El altísimo precio con que ofrece su obra en la feria se nos reveló como un ingenioso método de control del consumo. Ningún ser normal dispone en esa feria del dinero que Ceferino pedía, y él lo sabe. Porque Ceferino no espera a un curioso hombre cualquiera que quizá compre su obra porque es barata. Lo que Ceferino espera es que “algún ministro” (comillas porque eso nos lo dijo) vaya por la feria y (esto lo inferimos) repare en el libro y lo compre y le parezca maravilloso el plan de Ceferino y lo ponga en práctica de inmediato y que los demás países imiten a Uruguay y que el mundo sea para todos ese paraíso de justicia y organización que Ceferino sueña. Nos confesó que todavía no había vendido ningún ejemplar y nos explicó cómo su libro era víctima del abaratamiento de los libros como consecuencia de la producción en serie.

Desde que surgió esta entrevista nos inquietaba la eventualidad de que Ceferino conociese el modo cómo usted lo lanzó al mundo de las letras. Le dijimos sin entrar en detalles que habíamos tenido oportunidad de conocer su nombre y partes de su obra y él no mostró curiosidad por saber más. Durante la mañana, en un primer momento, cuando conocimos al feriante, le atribuimos a Ceferino un amigo y un mundo compartido. Le construimos admiradores y discípulos, incluso. Cuando identificamos al feriante y a Ceferino como una misma persona, empezamos a entender que era un pensador sumergido en una abismal soledad. Entonces deseamos creer que quizá no conociese los motivos de su fama. Pero ocurrió que quiso hablarnos de cuestiones estilísticas. Porque, según nos dijo, su obra antes de la corrección y ampliación padecía de algunas excesivas repeticiones. Y, según nos dijo Ceferino, quedaban un poco feas. Pudimos tener su libro en nuestras manos durante un ratito. Temíamos leer demasiado porque nos sabemos de risa fácil y lo último que queríamos esa tarde era herirlo. Pero pudimos ver lo suficiente para reconocer que en buena parte las virtudes de su estilo estaban ahí. ¿Conocerá Ceferino su presencia en Rayuela?

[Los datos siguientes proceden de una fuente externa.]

//! Table sinks: where flushed groups go.
//!
//! A cell is addressed by `(row, column, tag, visibility)` which the aggregator
//! fills with `(storage_key, bucket_value, salt, visibility)`. The bitmap bytes
//! are the cell value. Writing the same cell twice keeps the last value.

use crate::aggregation::{TableEntry, Visibility};
use crate::config::SinkConfig;
use crate::error::{BucketmapError, Result};
use rocksdb::{Direction, IteratorMode, Options, WriteBatch, DB};
use std::collections::BTreeMap;
use std::io;
use std::path::{Path, PathBuf};
use tracing::{debug, info};

const KEY_SEPARATOR: u8 = 0;

pub trait TableSink {
    fn write(&mut self, entry: &TableEntry) -> Result<()>;
    fn flush(&mut self) -> Result<()>;
}

impl<T: TableSink + ?Sized> TableSink for &mut T {
    fn write(&mut self, entry: &TableEntry) -> Result<()> {
        (**self).write(entry)
    }

    fn flush(&mut self) -> Result<()> {
        (**self).flush()
    }
}

#[derive(Debug, Clone, PartialEq, Eq, PartialOrd, Ord, Hash)]
pub struct CellKey {
    pub row: String,
    pub column: String,
    pub tag: String,
    pub visibility: Visibility,
}

impl CellKey {
    pub fn for_entry(entry: &TableEntry) -> Self {
        Self {
            row: entry.storage_key.clone(),
            column: entry.bucket_value.clone(),
            tag: entry.salt.clone(),
            visibility: entry.visibility.clone(),
        }
    }

    /// Components joined by a zero byte. Components may not contain one.
    pub fn encode(&self) -> Result<Vec<u8>> {
        let parts = [
            self.row.as_str(),
            self.column.as_str(),
            self.tag.as_str(),
            self.visibility.as_str(),
        ];
        let mut out = Vec::with_capacity(parts.iter().map(|p| p.len() + 1).sum());
        for (i, part) in parts.iter().enumerate() {
            if part.as_bytes().contains(&KEY_SEPARATOR) {
                return Err(BucketmapError::Schema(format!(
                    "cell key component {part:?} contains a zero byte"
                )));
            }
            if i > 0 {
                out.push(KEY_SEPARATOR);
            }
            out.extend_from_slice(part.as_bytes());
        }
        Ok(out)
    }

    pub fn decode(bytes: &[u8]) -> Result<Self> {
        let parts: Vec<&[u8]> = bytes.split(|b| *b == KEY_SEPARATOR).collect();
        let [row, column, tag, visibility] = parts.as_slice() else {
            return Err(BucketmapError::Schema(format!(
                "cell key has {} components, expected 4",
                parts.len()
            )));
        };
        let text = |part: &[u8]| {
            String::from_utf8(part.to_vec())
                .map_err(|e| BucketmapError::Schema(format!("cell key is not UTF-8: {e}")))
        };
        Ok(Self {
            row: text(*row)?,
            column: text(*column)?,
            tag: text(*tag)?,
            visibility: Visibility(text(*visibility)?),
        })
    }
}

/// Sorted in-memory table.
#[derive(Debug, Default, Clone)]
pub struct MemoryTable {
    cells: BTreeMap<CellKey, Vec<u8>>,
    flushes: usize,
}

impl MemoryTable {
    pub fn new() -> Self {
        Self::default()
    }

    pub fn get(&self, key: &CellKey) -> Option<&[u8]> {
        self.cells.get(key).map(Vec::as_slice)
    }

    pub fn cells(&self) -> impl Iterator<Item = (&CellKey, &[u8])> {
        self.cells.iter().map(|(k, v)| (k, v.as_slice()))
    }

    pub fn len(&self) -> usize {
        self.cells.len()
    }

    pub fn is_empty(&self) -> bool {
        self.cells.is_empty()
    }

    pub fn flush_count(&self) -> usize {
        self.flushes
    }
}

impl TableSink for MemoryTable {
    fn write(&mut self, entry: &TableEntry) -> Result<()> {
        self.cells
            .insert(CellKey::for_entry(entry), entry.bitmap.clone());
        Ok(())
    }

    fn flush(&mut self) -> Result<()> {
        self.flushes += 1;
        Ok(())
    }
}

/// RocksDB-backed table. Writes are batched until [`TableSink::flush`].
pub struct RocksTable {
    db: DB,
    path: PathBuf,
    pending: WriteBatch,
}

impl RocksTable {
    pub fn open(path: &Path, config: &SinkConfig) -> Result<Self> {
        let mut options = Options::default();
        options.create_if_missing(true);
        options.set_paranoid_checks(true);
        options.set_write_buffer_size(config.write_buffer_mb * 1024 * 1024);
        options.set_max_background_jobs(config.max_background_jobs as i32);
        let db = DB::open(&options, path).map_err(|e| rocks_error(path, e))?;
        info!(path = %path.display(), "opened table");
        Ok(Self {
            db,
            path: path.to_path_buf(),
            pending: WriteBatch::default(),
        })
    }

    pub fn path(&self) -> &Path {
        &self.path
    }

    pub fn get(&self, key: &CellKey) -> Result<Option<Vec<u8>>> {
        self.db
            .get(key.encode()?)
            .map_err(|e| rocks_error(&self.path, e))
    }

    /// Every flushed cell whose row starts with `row_prefix`, in key order.
    pub fn scan(&self, row_prefix: &str) -> Result<Vec<(CellKey, Vec<u8>)>> {
        let prefix = row_prefix.as_bytes();
        let mut cells = Vec::new();
        for item in self
            .db
            .iterator(IteratorMode::From(prefix, Direction::Forward))
        {
            let (key, value) = item.map_err(|e| rocks_error(&self.path, e))?;
            if !key.starts_with(prefix) {
                break;
            }
            cells.push((CellKey::decode(&key)?, value.to_vec()));
        }
        Ok(cells)
    }
}

impl TableSink for RocksTable {
    fn write(&mut self, entry: &TableEntry) -> Result<()> {
        let key = CellKey::for_entry(entry).encode()?;
        self.pending.put(key, &entry.bitmap);
        Ok(())
    }

    fn flush(&mut self) -> Result<()> {
        let batch = std::mem::take(&mut self.pending);
        let cells = batch.len();
        self.db
            .write(batch)
            .map_err(|e| rocks_error(&self.path, e))?;
        self.db.flush().map_err(|e| rocks_error(&self.path, e))?;
        debug!(cells, "table flushed");
        Ok(())
    }
}

fn rocks_error(path: &Path, e: rocksdb::Error) -> BucketmapError {
    BucketmapError::io(path, io::Error::other(e.into_string()))
}

#[cfg(test)]
mod tests {
    use super::*;
    use tempfile::tempdir;

    fn entry(storage_key: &str, value: &str, bitmap: &[u8]) -> TableEntry {
        TableEntry {
            storage_key: storage_key.to_string(),
            bucket_value: value.to_string(),
            salt: "42".to_string(),
            visibility: Visibility::from("U"),
            bitmap: bitmap.to_vec(),
        }
    }

    #[test]
    fn test_cell_key_encoding() {
        let key = CellKey::for_entry(&entry("2:Census:country", "US", &[]));
        let bytes = key.encode().unwrap();
        assert_eq!(bytes, b"2:Census:country\0US\042\0U".to_vec());
        assert_eq!(CellKey::decode(&bytes).unwrap(), key);

        let bad = CellKey {
            row: "a\0b".to_string(),
            ..key
        };
        assert!(matches!(bad.encode(), Err(BucketmapError::Schema(_))));
        assert!(CellKey::decode(b"only\0three\0parts").is_err());
    }

    #[test]
    fn test_memory_table_last_write_wins() {
        let mut table = MemoryTable::new();
        table.write(&entry("2:Census:country", "US", &[1])).unwrap();
        table.write(&entry("2:Census:country", "US", &[2])).unwrap();
        table.write(&entry("2:Census:country", "FR", &[3])).unwrap();
        table.flush().unwrap();

        assert_eq!(table.len(), 2);
        assert_eq!(table.flush_count(), 1);
        let key = CellKey::for_entry(&entry("2:Census:country", "US", &[]));
        assert_eq!(table.get(&key), Some(&[2u8][..]));
    }

    #[test]
    fn test_rocks_table_write_flush_scan() {
        let dir = tempdir().unwrap();
        let path = dir.path().join("table");
        let config = SinkConfig {
            path: path.clone(),
            ..Default::default()
        };

        let mut table = RocksTable::open(&path, &config).unwrap();
        table.write(&entry("2:Census:country", "US", &[1, 2])).unwrap();
        table.write(&entry("2:Census:city", "Paris", &[3])).unwrap();
        table.write(&entry("3:Census:country", "US", &[4])).unwrap();

        let key = CellKey::for_entry(&entry("2:Census:country", "US", &[]));
        assert_eq!(table.get(&key).unwrap(), None);
        table.flush().unwrap();
        assert_eq!(table.get(&key).unwrap(), Some(vec![1, 2]));

        let rows: Vec<String> = table
            .scan("2:")
            .unwrap()
            .into_iter()
            .map(|(cell, _)| cell.row)
            .collect();
        assert_eq!(rows, vec!["2:Census:city", "2:Census:country"]);
    }
}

Quisimos comprar la obra. Ceferino nos dijo que el precio de antes era para la feria, y que cuando uno se avenía con la gente era otra cosa. Nos dejó un precio menor que la mitad del de la feria, pero aun juntando la plata que teníamos entre ambos no nos alcanzaba para comprarla. No insistimos y eludimos el regateo.

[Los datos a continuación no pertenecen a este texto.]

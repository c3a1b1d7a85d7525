//! # Bucketmap
//!
//! Bucket index cache and bitmap index aggregation.
//!
//! Producers tag high-cardinality records with a compact [`BucketReference`]
//! instead of a full bucket definition. A setup phase persists the
//! [`BucketRegistry`] that maps those references back to buckets, plus a
//! datasource lookup table, and broadcasts both to every worker. The
//! aggregation phase groups bit-position fragments by key and merges each group
//! into one roaring bitmap per output cell.

pub mod aggregation;
pub mod config;
pub mod distribution;
pub mod error;
pub mod job;
pub mod lookup;
pub mod mapfile;
pub mod metadata;
pub mod model;
pub mod registry;
pub mod setup;
pub mod sink;
pub mod test_support;

// Re-export main types for convenience
pub use aggregation::{
    AggregationKey, AggregatorStats, BitFragment, BitmapAggregator, FragmentKey, TableEntry,
    Visibility,
};
pub use config::{BucketmapConfig, CacheConfig, JobConfig, SinkConfig};
pub use distribution::DistributionCache;
pub use error::{BucketmapError, Result};
pub use job::{AggregationJob, FragmentRecord, GroupFailure, JobReport};
pub use lookup::{IndexLookup, LookupCacheClient};
pub use metadata::{MetadataDocument, MetadataKind};
pub use model::{Bucket, BucketDefinition, BucketReference, CacheIndex};
pub use registry::{BucketKeyMap, BucketRegistry, PackedBucket};
pub use setup::{prepare_cache, SetupSummary};
pub use sink::{CellKey, MemoryTable, RocksTable, TableSink};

Cuando nos fuimos estábamos vagamente tristes. Han pasado unas pocas semanas, pero ante nosotros recurre la imagen de Ceferino solo, esperando noticias, escribiendo cartas a los presidentes, remodelando su obra, cambiándole nuevamente el título. Amándola como a un hijo. También lo imaginamos aguardando la llegada del domingo para levantarse temprano, poner en una bolsa algunos objetos heterogéneos, algunos pocos libros usados y cuidadosamente una copia de El Juez del Pueblo junto a su certificado de autor, y marchar a la feria, para pasar toda la mañana esperanzado y entretenido mirando gente que se mueve y grita, sin casi vender nada, hasta que la feria se vacíe y él tenga que volver a guardar sus objetos dispersos, sus libros usados, su obra y su certificado para regresar a su casa. Cada domingo de mañana temprano quizá sienta que ése sí será el domingo en que pasará por ahí el ministro que Ceferino espera (o acaso el mismo Presidente de la República), que notará su obra, la comprará y el mundo comenzará a ser otro.

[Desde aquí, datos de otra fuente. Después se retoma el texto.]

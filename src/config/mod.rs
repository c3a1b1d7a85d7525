//! Configuration for the setup and aggregation phases.
//!
//! Configuration is loaded with precedence: CLI args > Env vars > Config file > Defaults
//!
//! # Example config file (bucketmap.toml)
//! ```toml
//! [cache]
//! root = "/var/lib/bucketmap/cache"
//! extra_roots = ["/var/lib/bucketmap/shared-cache"]
//!
//! [job]
//! workers = 8
//! work_dir = "/tmp/bucketmap-work"
//!
//! [sink]
//! path = "/var/lib/bucketmap/table"
//! ```
//!
//! Environment variables use the `BUCKETMAP_` prefix with `__` between nested
//! keys, e.g. `BUCKETMAP_JOB__WORKERS=16`.

mod defaults;

pub use defaults::*;

use figment::{
    providers::{Env, Format, Serialized, Toml},
    Figment,
};
use serde::{Deserialize, Serialize};
use std::path::{Path, PathBuf};

#[derive(Debug, Clone, Default, Serialize, Deserialize)]
#[serde(default)]
pub struct BucketmapConfig {
    /// Where setup writes and workers read the broadcast files
    pub cache: CacheConfig,
    /// Aggregation job runner
    pub job: JobConfig,
    /// Output table
    pub sink: SinkConfig,
}

impl BucketmapConfig {
    /// Load configuration with precedence: CLI args > Env > File > Defaults
    pub fn load(
        config_path: Option<&str>,
        overrides: ConfigOverrides,
    ) -> Result<Self, ConfigError> {
        let mut figment = Figment::new().merge(Serialized::defaults(BucketmapConfig::default()));

        // Layer 1: Config file (if provided)
        if let Some(path) = config_path {
            figment = figment.merge(Toml::file(path));
        }

        // Layer 2: Environment variables with BUCKETMAP_ prefix
        figment = figment.merge(Env::prefixed("BUCKETMAP_").split("__"));

        // Layer 3: CLI overrides
        figment = figment.merge(Serialized::defaults(overrides));

        figment.extract().map_err(ConfigError::from)
    }

    /// Load from environment and optional config file only (no CLI overrides)
    pub fn from_env(config_path: Option<&str>) -> Result<Self, ConfigError> {
        Self::load(config_path, ConfigOverrides::default())
    }
}

/// Cache roots and the fixed subpaths below them.
#[derive(Debug, Clone, Serialize, Deserialize)]
#[serde(default)]
pub struct CacheConfig {
    /// Primary cache root; setup persists here
    pub root: PathBuf,
    /// Further roots whose snapshots are unioned after the primary one
    pub extra_roots: Vec<PathBuf>,
    pub bucket_subpath: String,
    pub datasource_subpath: String,
}

impl CacheConfig {
    /// Every cache root in load order. Later roots win on collision.
    pub fn roots(&self) -> Vec<&Path> {
        std::iter::once(self.root.as_path())
            .chain(self.extra_roots.iter().map(PathBuf::as_path))
            .collect()
    }

    pub fn bucket_snapshot(&self, root: &Path) -> PathBuf {
        root.join(&self.bucket_subpath)
    }

    pub fn datasource_table(&self) -> PathBuf {
        self.root.join(&self.datasource_subpath)
    }
}

impl Default for CacheConfig {
    fn default() -> Self {
        Self {
            root: PathBuf::from(DEFAULT_CACHE_ROOT),
            extra_roots: Vec::new(),
            bucket_subpath: DEFAULT_BUCKET_SUBPATH.to_string(),
            datasource_subpath: DEFAULT_DATASOURCE_SUBPATH.to_string(),
        }
    }
}

#[derive(Debug, Clone, Serialize, Deserialize)]
#[serde(default)]
pub struct JobConfig {
    /// Number of shared-nothing workers
    pub workers: usize,
    /// Setup registers its files for broadcast and workers copy them into their
    /// own directory. When off, workers read the registered files in place.
    pub broadcast: bool,
    /// Scratch directory for worker-local copies
    pub work_dir: PathBuf,
    /// Leave worker directories behind after the run
    pub keep_work_dir: bool,
}

impl Default for JobConfig {
    fn default() -> Self {
        Self {
            workers: default_worker_count(),
            broadcast: true,
            work_dir: PathBuf::from(DEFAULT_WORK_DIR),
            keep_work_dir: false,
        }
    }
}

/// RocksDB table sink tuning.
#[derive(Debug, Clone, Serialize, Deserialize)]
#[serde(default)]
pub struct SinkConfig {
    pub path: PathBuf,
    /// Write buffer size in MB
    pub write_buffer_mb: usize,
    /// Maximum number of background compaction threads
    pub max_background_jobs: usize,
}

impl Default for SinkConfig {
    fn default() -> Self {
        Self {
            path: PathBuf::from(DEFAULT_SINK_PATH),
            write_buffer_mb: DEFAULT_WRITE_BUFFER_MB,
            max_background_jobs: DEFAULT_BACKGROUND_JOBS,
        }
    }
}

/// CLI overrides that take precedence over file and env config.
#[derive(Debug, Clone, Default, Serialize, Deserialize)]
#[serde(default)]
pub struct ConfigOverrides {
    #[serde(skip_serializing_if = "Option::is_none")]
    pub cache: Option<CacheOverrides>,
    #[serde(skip_serializing_if = "Option::is_none")]
    pub job: Option<JobOverrides>,
    #[serde(skip_serializing_if = "Option::is_none")]
    pub sink: Option<SinkOverrides>,
}

#[derive(Debug, Clone, Default, Serialize, Deserialize)]
#[serde(default)]
pub struct CacheOverrides {
    #[serde(skip_serializing_if = "Option::is_none")]
    pub root: Option<PathBuf>,
}

#[derive(Debug, Clone, Default, Serialize, Deserialize)]
#[serde(default)]
pub struct JobOverrides {
    #[serde(skip_serializing_if = "Option::is_none")]
    pub workers: Option<usize>,
    #[serde(skip_serializing_if = "Option::is_none")]
    pub work_dir: Option<PathBuf>,
    #[serde(skip_serializing_if = "Option::is_none")]
    pub keep_work_dir: Option<bool>,
    #[serde(skip_serializing_if = "Option::is_none")]
    pub broadcast: Option<bool>,
}

#[derive(Debug, Clone, Default, Serialize, Deserialize)]
#[serde(default)]
pub struct SinkOverrides {
    #[serde(skip_serializing_if = "Option::is_none")]
    pub path: Option<PathBuf>,
}

/// Configuration error.
#[derive(Debug)]
pub struct ConfigError {
    pub message: String,
}

impl std::fmt::Display for ConfigError {
    fn fmt(&self, f: &mut std::fmt::Formatter<'_>) -> std::fmt::Result {
        write!(f, "configuration error: {}", self.message)
    }
}

impl std::error::Error for ConfigError {}

impl From<figment::Error> for ConfigError {
    fn from(e: figment::Error) -> Self {
        Self {
            message: e.to_string(),
        }
    }
}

En suma, con esta carta querríamos realizar con usted, Señor Cortázar, un intercambio de datos prisioneros a través de un puente Atlántico (evocación de esta Guerra Fría, ahora tan caliente en estos extremos del Sur). ¿Cómo conoció la obra de Ceferino? Suponemos que Ceferino Piriz dispone de extensos tentáculos postales que alcanzan a cualquier rincón del planeta. Queremos comprender cómo llegó Ceferino a usted. Imaginamos que Unesco fue el medio. Ceferino nos manifestó en nuestra charla su profundo amor a Francia y su respeto hacia el General De Gaulle, a quien veía como un importante actor de su reforma del mundo.

Esperaremos su respuesta con ansiedad.

Lo saludan

Eduardo Mizraji

Rodolfo Lluberas

Hasta aquí la carta. Como apunte final señalo circunstancias curiosas, coincidencias para las que Cortázar tendría seguro alguna buena teoría. No hablaré de ese desastroso ’68 uruguayo, donde toda la lírica del ’68 francés se transformó en cruel tragedia. Sólo señalo que los violentos conflictos entre el gobierno y los estudiantes condujeron a la clausura de la Universidad de la República entre septiembre y octubre de 1968. Los estudiantes nos organizamos en múltiples actividades, algunas de ellas bien planeadas, otras aleatorias. En ese mes, nuestro grado de vagancia creció más que lo habitual. En mi caso, leí enajenadamente Rayuela. Yo ya había creado mi devoción por el Cortázar de los cuentos. Y creo que viajé expresamente a Buenos Aires para pasar por el Pasaje Güemes después de leer “El otro cielo” (tuve que esperar muchos años para poder atravesar la Galerie Vivienne). Pero Rayuela me dio otro cielo más. Busco ahora mi Rayuela original y la veo firmada por mí con la fecha “Septiembre, 1968”. Entonces, reconstruyendo plazos, ocurre que terminé el libro a mediados de octubre de 1968 y pocas semanas después uno de esos campos de fuerza que Cortázar apreciaría nos envió a Rodolfo y a mí al barrio Piedras Blancas, donde estaba la feria de Cuchilla Grande, una feria mitológica que no conocíamos, y con Rodolfo preparado para descubrir a Ceferino. Porque Rodolfo Lluberas además de joven docente de anatomía era ya en aquel tiempo un músico, y compartía con Cortázar la pasión del jazz. Quizás en ese domingo de noviembre, todas las decisiones en las que participé con Rodolfo estaban guiadas por un secreto plan de armonías jazzísticas a las que Rodolfo era sensible. En cambio, es casi seguro que yo, comprador compulsivo de libros en la feria de Tristán Narvaja, fascinado como estaba en la feria de Cuchilla Grande con los inauditos objetos expuestos por la multitud de vendedores, y con las ruletas clandestinas que aparecían y desaparecían mágicamente ajustándose al lento avance de algunos policías que recorrían la feria, no me hubiese detenido a mirar unos pocos libros puestos en la vereda.